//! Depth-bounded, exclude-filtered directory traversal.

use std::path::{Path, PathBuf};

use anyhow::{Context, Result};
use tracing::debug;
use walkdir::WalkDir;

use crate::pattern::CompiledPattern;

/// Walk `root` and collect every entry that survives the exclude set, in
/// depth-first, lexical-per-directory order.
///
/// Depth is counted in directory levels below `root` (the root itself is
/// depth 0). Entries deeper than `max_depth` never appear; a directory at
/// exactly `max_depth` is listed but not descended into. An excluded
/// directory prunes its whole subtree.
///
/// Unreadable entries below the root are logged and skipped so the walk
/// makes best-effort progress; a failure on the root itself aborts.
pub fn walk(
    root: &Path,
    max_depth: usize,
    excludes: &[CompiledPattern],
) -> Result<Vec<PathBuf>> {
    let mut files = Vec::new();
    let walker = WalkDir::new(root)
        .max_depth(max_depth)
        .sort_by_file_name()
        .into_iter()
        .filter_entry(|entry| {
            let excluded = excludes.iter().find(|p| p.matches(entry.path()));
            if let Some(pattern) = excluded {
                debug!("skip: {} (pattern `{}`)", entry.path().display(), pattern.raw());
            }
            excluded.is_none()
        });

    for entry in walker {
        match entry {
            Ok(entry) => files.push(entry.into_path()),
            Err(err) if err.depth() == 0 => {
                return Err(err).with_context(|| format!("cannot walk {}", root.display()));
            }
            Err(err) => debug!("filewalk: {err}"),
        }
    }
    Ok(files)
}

§ **WHAT THE EXERCISE ASKS**
Print out, without change, each line from the line holding "root itself is" to the final line of the material.

§ **EXERCISE RESULT**
/// Depth is counted in directory levels below `root` (the root itself is
/// depth 0). Entries deeper than `max_depth` never appear; a directory at
/// exactly `max_depth` is listed but not descended into. An excluded
/// directory prunes its whole subtree.
///
/// Unreadable entries below the root are logged and skipped so the walk
/// makes best-effort progress; a failure on the root itself aborts.
pub fn walk(
    root: &Path,
    max_depth: usize,
    excludes: &[CompiledPattern],
) -> Result<Vec<PathBuf>> {
    let mut files = Vec::new();
    let walker = WalkDir::new(root)
        .max_depth(max_depth)
        .sort_by_file_name()
        .into_iter()
        .filter_entry(|entry| {
            let excluded = excludes.iter().find(|p| p.matches(entry.path()));
            if let Some(pattern) = excluded {
                debug!("skip: {} (pattern `{}`)", entry.path().display(), pattern.raw());
            }
            excluded.is_none()
        });

    for entry in walker {
        match entry {
            Ok(entry) => files.push(entry.into_path()),
            Err(err) if err.depth() == 0 => {
                return Err(err).with_context(|| format!("cannot walk {}", root.display()));
            }
            Err(err) => debug!("filewalk: {err}"),
        }
    }
    Ok(files)
}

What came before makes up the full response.